So I get on Facebook and right away see a friend whose dad is beating the odds with cancer again. Another friend who lost someone to cancer was the next in line on the Feed. Next post in the feed was a friend who said either he's gonna get better or die. Ironic Arrangement is a Bouquet Called Life & Death.
It's amazing to me how we all uniquely respond to life & death and all the in-betweens.
Why was I healed through prayer while others were not healed, despite fervent prayer?
Why have others driven under the influence and never killed anyone, but I did?
I found it strangely satirical hearing people say in meetings or after MADD talks, "I'm glad I never killed anybody," never thinking twice about why 'some do, and some don't' and how we are never different from one another, regardless of what we have done or not done. Our actions were or are the same, and in fact, we are the same, but the outcomes are different.
WAAC is a realistic website addressing the paradigm of freedom and guilt uncaught. One person 'gets away with it' (driving under the influence) and become a judge, legislator, cop, or Governor. I've talked to County Attorneys while privately admit alcoholism has impacted their lives (yes, plural), but they did what they had to do and recovered. BUT FOR THE GRACE OF GOD, THERE GO I. You know, that sort of thing.
August 15, 1977, after killing Little Timmy, I was in jail. The men in the cells next to mine were all screaming the words, “BABBY KILLER” at me. But they were so drunk that they could barely pronounce “baby killer.” The only difference, perhaps between them and me, is that they didn’t have to make an alcohol-impaired decision while they were driving their vehicles when a mother pushing a stroller across the street was in front of their car. Who knows why anything? I'm not sure if WHY is even relevant until our heart and mind become reverent to life on life’s terms.

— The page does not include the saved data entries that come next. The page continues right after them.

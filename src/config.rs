use crate::model::{PropertyType, RiskLevel};
use chrono::{Datelike, Month, NaiveDate};
use serde::{Deserialize, Serialize};
use std::collections::HashMap;
use std::fs;
use thiserror::Error;

/// Score every [0, 100] signal falls back to when its inputs are missing.
pub const NEUTRAL_SCORE: f64 = 50.0;

pub const DEFAULT_TREND_THRESHOLD_PERCENT: f64 = 2.0;
pub const DEFAULT_TREND_WINDOW_MONTHS: u32 = 12;
pub const DEFAULT_EMERGING_WINDOW_MONTHS: u32 = 6;
pub const DEFAULT_VELOCITY_REFERENCE_DAYS: f64 = 60.0;
pub const BUYERS_MARKET_BELOW: f64 = 40.0;
pub const SELLERS_MARKET_ABOVE: f64 = 60.0;

pub const DEFAULT_RECENCY_WINDOW_MONTHS: u32 = 12;
pub const DEFAULT_MAX_COMPARABLES: usize = 10;
pub const DEFAULT_MIN_COMPARABLES: usize = 3;
pub const CONFIDENCE_COMPARABLES_REFERENCE: f64 = 10.0;
pub const CONFIDENCE_DATA_POINTS_REFERENCE: f64 = 24.0;
pub const DEFAULT_CONFIDENCE_SPREAD: f64 = 0.05;

pub const OPPORTUNITY_DESIRABILITY_WEIGHT: f64 = 0.30;
pub const OPPORTUNITY_MARKET_WEIGHT: f64 = 0.25;
pub const OPPORTUNITY_GROWTH_WEIGHT: f64 = 0.25;
pub const OPPORTUNITY_ECONOMIC_WEIGHT: f64 = 0.20;

pub const DEFAULT_MIN_ROI: f64 = 15.0;
pub const DEFAULT_HOLDING_YEARS: u32 = 5;

/// January through December.
pub const SEASONAL_FACTORS: [f64; 12] = [0.92, 0.94, 1.02, 1.08, 1.12, 1.10, 1.05, 1.03, 1.06, 1.04, 0.98, 0.96];

#[derive(Debug, Error)]
pub enum ConfigError {
    #[error("failed to read {path}: {source}")]
    Read {
        path: String,
        #[source]
        source: std::io::Error,
    },
    #[error("failed to parse {path}: {source}")]
    Parse {
        path: String,
        #[source]
        source: serde_json::Error,
    },
    #[error("invalid configuration: {0}")]
    Invalid(String),
}

/// Inclusive clamp range for a multiplicative factor.
#[derive(Debug, Clone, Copy, PartialEq, Serialize, Deserialize)]
pub struct FactorRange {
    pub min: f64,
    pub max: f64,
}

impl FactorRange {
    pub const fn new(min: f64, max: f64) -> Self {
        Self { min, max }
    }

    pub fn clamp(&self, value: f64) -> f64 {
        value.clamp(self.min, self.max)
    }
}

/// Per-month price multipliers. Lookup is total over the twelve months.
#[derive(Debug, Clone, PartialEq, Serialize, Deserialize)]
pub struct SeasonalTable {
    pub factors: [f64; 12],
}

impl Default for SeasonalTable {
    fn default() -> Self {
        Self { factors: SEASONAL_FACTORS }
    }
}

impl SeasonalTable {
    pub fn factor(&self, month: Month) -> f64 {
        self.factors[month.number_from_month() as usize - 1]
    }

    pub fn for_date(&self, date: NaiveDate) -> f64 {
        self.factors[date.month0() as usize]
    }
}

#[derive(Debug, Clone, PartialEq, Serialize, Deserialize)]
#[serde(default)]
pub struct MarketConfig {
    /// Price change (percent) beyond which a trend is up or down.
    pub trend_threshold_percent: f64,
    pub trend_window_months: u32,
    pub emerging_window_months: u32,
    /// Days on market that map to a velocity of 50.
    pub velocity_reference_days: f64,
    pub heat_volume_weight: f64,
    pub heat_inventory_weight: f64,
    pub heat_dom_weight: f64,
    /// Heat points per percent of sales-volume growth.
    pub heat_volume_scale: f64,
    /// Heat points per percent of days-on-market shrinkage.
    pub heat_dom_scale: f64,
    /// Heat points lost per month of supply.
    pub heat_supply_scale: f64,
    pub buyers_market_below: f64,
    pub sellers_market_above: f64,
    /// Trailing snapshots used for price volatility.
    pub volatility_window: usize,
}

impl Default for MarketConfig {
    fn default() -> Self {
        Self {
            trend_threshold_percent: DEFAULT_TREND_THRESHOLD_PERCENT,
            trend_window_months: DEFAULT_TREND_WINDOW_MONTHS,
            emerging_window_months: DEFAULT_EMERGING_WINDOW_MONTHS,
            velocity_reference_days: DEFAULT_VELOCITY_REFERENCE_DAYS,
            heat_volume_weight: 0.35,
            heat_inventory_weight: 0.35,
            heat_dom_weight: 0.30,
            heat_volume_scale: 2.5,
            heat_dom_scale: 2.5,
            heat_supply_scale: 10.0,
            buyers_market_below: BUYERS_MARKET_BELOW,
            sellers_market_above: SELLERS_MARKET_ABOVE,
            volatility_window: 12,
        }
    }
}

#[derive(Debug, Clone, PartialEq, Serialize, Deserialize)]
#[serde(default)]
pub struct ValuationConfig {
    pub recency_window_months: u32,
    pub max_comparables: usize,
    pub min_comparables: usize,
    pub size_weight: f64,
    pub bedroom_weight: f64,
    pub recency_weight: f64,
    /// Distance added to comparables drawn from other locations.
    pub location_mismatch_penalty: f64,
    pub location_factor_range: FactorRange,
    pub property_factor_range: FactorRange,
    pub trend_factor_range: FactorRange,
    /// Trend factor change per percent of price change.
    pub trend_sensitivity: f64,
    pub new_construction_age: i32,
    pub old_construction_age: i32,
    pub age_adjustment: f64,
    pub amenity_step: f64,
    pub amenity_cap: f64,
    pub bedroom_step: f64,
    pub bathroom_step: f64,
    pub room_adjustment_cap: f64,
    pub confidence_comparables_reference: f64,
    pub confidence_data_points_reference: f64,
    /// Half-width of the interval at zero confidence, as a fraction of the value.
    pub confidence_spread: f64,
    /// Months after which forecast confidence halves.
    pub forecast_half_life_months: f64,
}

impl Default for ValuationConfig {
    fn default() -> Self {
        Self {
            recency_window_months: DEFAULT_RECENCY_WINDOW_MONTHS,
            max_comparables: DEFAULT_MAX_COMPARABLES,
            min_comparables: DEFAULT_MIN_COMPARABLES,
            size_weight: 0.5,
            bedroom_weight: 0.2,
            recency_weight: 0.3,
            location_mismatch_penalty: 0.25,
            location_factor_range: FactorRange::new(0.7, 1.3),
            property_factor_range: FactorRange::new(0.9, 1.2),
            trend_factor_range: FactorRange::new(0.95, 1.10),
            trend_sensitivity: 0.005,
            new_construction_age: 5,
            old_construction_age: 30,
            age_adjustment: 0.10,
            amenity_step: 0.005,
            amenity_cap: 0.10,
            bedroom_step: 0.02,
            bathroom_step: 0.015,
            room_adjustment_cap: 0.05,
            confidence_comparables_reference: CONFIDENCE_COMPARABLES_REFERENCE,
            confidence_data_points_reference: CONFIDENCE_DATA_POINTS_REFERENCE,
            confidence_spread: DEFAULT_CONFIDENCE_SPREAD,
            forecast_half_life_months: 12.0,
        }
    }
}

#[derive(Debug, Clone, Copy, PartialEq, Serialize, Deserialize)]
pub struct OpportunityWeights {
    pub desirability: f64,
    pub market_conditions: f64,
    pub growth_potential: f64,
    pub economic_factors: f64,
}

impl Default for OpportunityWeights {
    fn default() -> Self {
        Self {
            desirability: OPPORTUNITY_DESIRABILITY_WEIGHT,
            market_conditions: OPPORTUNITY_MARKET_WEIGHT,
            growth_potential: OPPORTUNITY_GROWTH_WEIGHT,
            economic_factors: OPPORTUNITY_ECONOMIC_WEIGHT,
        }
    }
}

impl OpportunityWeights {
    fn sum(&self) -> f64 {
        self.desirability + self.market_conditions + self.growth_potential + self.economic_factors
    }
}

#[derive(Debug, Clone, Copy, PartialEq, Serialize, Deserialize)]
pub struct DesirabilityWeights {
    pub safety: f64,
    pub schools: f64,
    pub income: f64,
    pub walkability: f64,
}

impl Default for DesirabilityWeights {
    fn default() -> Self {
        Self {
            safety: 0.30,
            schools: 0.25,
            income: 0.25,
            walkability: 0.20,
        }
    }
}

#[derive(Debug, Clone, PartialEq, Serialize, Deserialize)]
#[serde(default)]
pub struct InvestmentConfig {
    pub opportunity_weights: OpportunityWeights,
    pub desirability_weights: DesirabilityWeights,
    /// Safety points lost per crime per 1000 residents.
    pub crime_scale: f64,
    /// Median income that scores 100.
    pub income_reference: f64,
    pub growth_price_scale: f64,
    pub growth_volume_scale: f64,
    /// Share of growth potential taken from price change (rest from volume change).
    pub growth_price_share: f64,
    pub population_growth_scale: f64,
    /// Monthly rent per sq ft by location.
    pub location_rent_per_sqft: HashMap<String, f64>,
    /// Monthly rent per sq ft by property type, used when the location has no benchmark.
    pub type_rent_per_sqft: HashMap<PropertyType, f64>,
    pub default_rent_per_sqft: f64,
    pub amenity_rent_bonus: f64,
    pub amenity_rent_cap: f64,
    /// Size of the notional property used for area-level ROI.
    pub notional_square_footage: f64,
    pub low_risk_heat_below: f64,
    pub low_risk_volatility_below: f64,
    pub high_risk_volatility_above: f64,
    pub low_risk_desirability_min: f64,
    pub high_risk_desirability_below: f64,
    pub short_horizon_growth_above: f64,
    pub medium_horizon_growth_above: f64,
}

impl Default for InvestmentConfig {
    fn default() -> Self {
        let type_rent_per_sqft = HashMap::from([
            (PropertyType::Apartment, 1.5),
            (PropertyType::Villa, 1.8),
            (PropertyType::Townhouse, 1.6),
            (PropertyType::Residential, 1.5),
            (PropertyType::Commercial, 2.0),
        ]);

        Self {
            opportunity_weights: OpportunityWeights::default(),
            desirability_weights: DesirabilityWeights::default(),
            crime_scale: 5.0,
            income_reference: 150_000.0,
            growth_price_scale: 5.0,
            growth_volume_scale: 2.0,
            growth_price_share: 0.7,
            population_growth_scale: 10.0,
            location_rent_per_sqft: HashMap::new(),
            type_rent_per_sqft,
            default_rent_per_sqft: 1.5,
            amenity_rent_bonus: 0.02,
            amenity_rent_cap: 0.10,
            notional_square_footage: 1200.0,
            low_risk_heat_below: 70.0,
            low_risk_volatility_below: 4.0,
            high_risk_volatility_above: 16.0,
            low_risk_desirability_min: 60.0,
            high_risk_desirability_below: 40.0,
            short_horizon_growth_above: 10.0,
            medium_horizon_growth_above: 3.0,
        }
    }
}

/// Investor criteria for opportunity searches.
#[derive(Debug, Clone, PartialEq, Serialize, Deserialize)]
#[serde(default)]
pub struct InvestmentGoals {
    /// Minimum total ROI (percent) over the holding period. Default 15.
    pub min_roi: f64,
    /// Highest acceptable risk level. Default medium.
    pub risk_tolerance: RiskLevel,
    /// Holding period in years. Default 5.
    pub time_horizon_years: u32,
    /// Property types of interest; empty accepts all. Default empty.
    pub property_types: Vec<PropertyType>,
    /// Upper bound on the purchase price. Default none.
    pub max_investment: Option<f64>,
}

impl Default for InvestmentGoals {
    fn default() -> Self {
        Self {
            min_roi: DEFAULT_MIN_ROI,
            risk_tolerance: RiskLevel::Medium,
            time_horizon_years: DEFAULT_HOLDING_YEARS,
            property_types: Vec::new(),
            max_investment: None,
        }
    }
}

#[derive(Debug, Clone, Default, PartialEq, Serialize, Deserialize)]
#[serde(default)]
pub struct EngineConfig {
    pub market: MarketConfig,
    pub valuation: ValuationConfig,
    pub investment: InvestmentConfig,
    pub seasonal: SeasonalTable,
}

impl EngineConfig {
    pub fn validate(&self) -> Result<(), ConfigError> {
        let m = &self.market;
        let v = &self.valuation;
        let i = &self.investment;

        if m.trend_window_months == 0 || m.emerging_window_months == 0 || v.recency_window_months == 0 {
            return Err(ConfigError::Invalid("analysis windows must be at least one month".into()));
        }
        if v.min_comparables == 0 || v.max_comparables < v.min_comparables {
            return Err(ConfigError::Invalid(format!(
                "comparable limits must satisfy 1 <= min ({}) <= max ({})",
                v.min_comparables, v.max_comparables
            )));
        }
        if m.velocity_reference_days <= 0.0 || m.buyers_market_below > m.sellers_market_above {
            return Err(ConfigError::Invalid("market thresholds are inconsistent".into()));
        }
        for (name, range) in [
            ("location_factor_range", v.location_factor_range),
            ("property_factor_range", v.property_factor_range),
            ("trend_factor_range", v.trend_factor_range),
        ] {
            if range.min <= 0.0 || range.min > range.max {
                return Err(ConfigError::Invalid(format!("{} must satisfy 0 < min <= max", name)));
            }
        }
        if self.seasonal.factors.iter().any(|f| !f.is_finite() || *f <= 0.0) {
            return Err(ConfigError::Invalid("seasonal factors must be positive".into()));
        }
        let heat_weights = m.heat_volume_weight + m.heat_inventory_weight + m.heat_dom_weight;
        if heat_weights <= 0.0 || i.opportunity_weights.sum() <= 0.0 {
            return Err(ConfigError::Invalid("score weights must not all be zero".into()));
        }
        if v.confidence_comparables_reference <= 0.0 || v.confidence_data_points_reference <= 0.0 {
            return Err(ConfigError::Invalid("confidence references must be positive".into()));
        }
        if i.notional_square_footage <= 0.0 || i.income_reference <= 0.0 {
            return Err(ConfigError::Invalid("investment references must be positive".into()));
        }
        Ok(())
    }
}

#[derive(Debug, Clone, Default, Deserialize)]
#[serde(default)]
pub struct AppConfig {
    /// JSON dataset with transactions, market data and neighborhoods.
    pub data_path: Option<String>,
    pub engine: EngineConfig,
}

pub fn load_config(path: &str) -> Result<AppConfig, ConfigError> {
    let content = fs::read_to_string(path).map_err(|source| ConfigError::Read {
        path: path.to_string(),
        source,
    })?;
    let config: AppConfig = serde_json::from_str(&content).map_err(|source| ConfigError::Parse {
        path: path.to_string(),
        source,
    })?;
    config.engine.validate()?;
    Ok(config)
}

They say in prison that you find out who your friends are after you get in trouble. People’s lives go on, and you are buried alive in the Tomb of Isolation, awaiting your turn at the resurrection. Being alone is traumatic for people, but it's also the norm that they themselves have set up and enabled. Doing the same thing over and over again and expecting different results. But there seems to be a Cumulative Breakthrough Effect which I will symbolically call, “BCE,” Before the Common Era when we go from ME to WE and choose to climb into the pit with love, that pure consciousness where Miracles are Born.
Song Time: “And this is for the questions that don't have an answer, and all my heroes at the methadone clinics, I said it's all good, and it's all in fun, now get in the pit and try to love someone” ~ Kid Rock sang these lyrics in, “Bawitdaba”, but it was Written by Jason Edward Krause, David James N Parker, Robert J. N Ritchie, Sylvia N Robinson, Matthew L. N Shafer • Copyright © Warner/Chappell Music, Inc.
I was at a funeral yesterday. They played the same song as I heard at the last funeral I attended, titled, “I Can Only Imagine.” I wanted to sing to it in the second funeral but didn’t want to be the only one singing, feeling it would be deemed disrespectful and draw negative, judgmental attention to myself when in reality, I SHOULD ALWAYS SING THE SONG THAT’S INSIDE OF ME. I don’t have to ‘belt it out.' I can practice temperament or power under control and sing quietly; worst case scenario, I can sing silently, “Like a Prayer” (Madonna).
Oh, the other way of knowing who your friends are, is…do they listen? Do they get quiet when you ask for help or offer help? Listen to life, because it loves you even when it doesn’t go your way. I love you. Pass it on.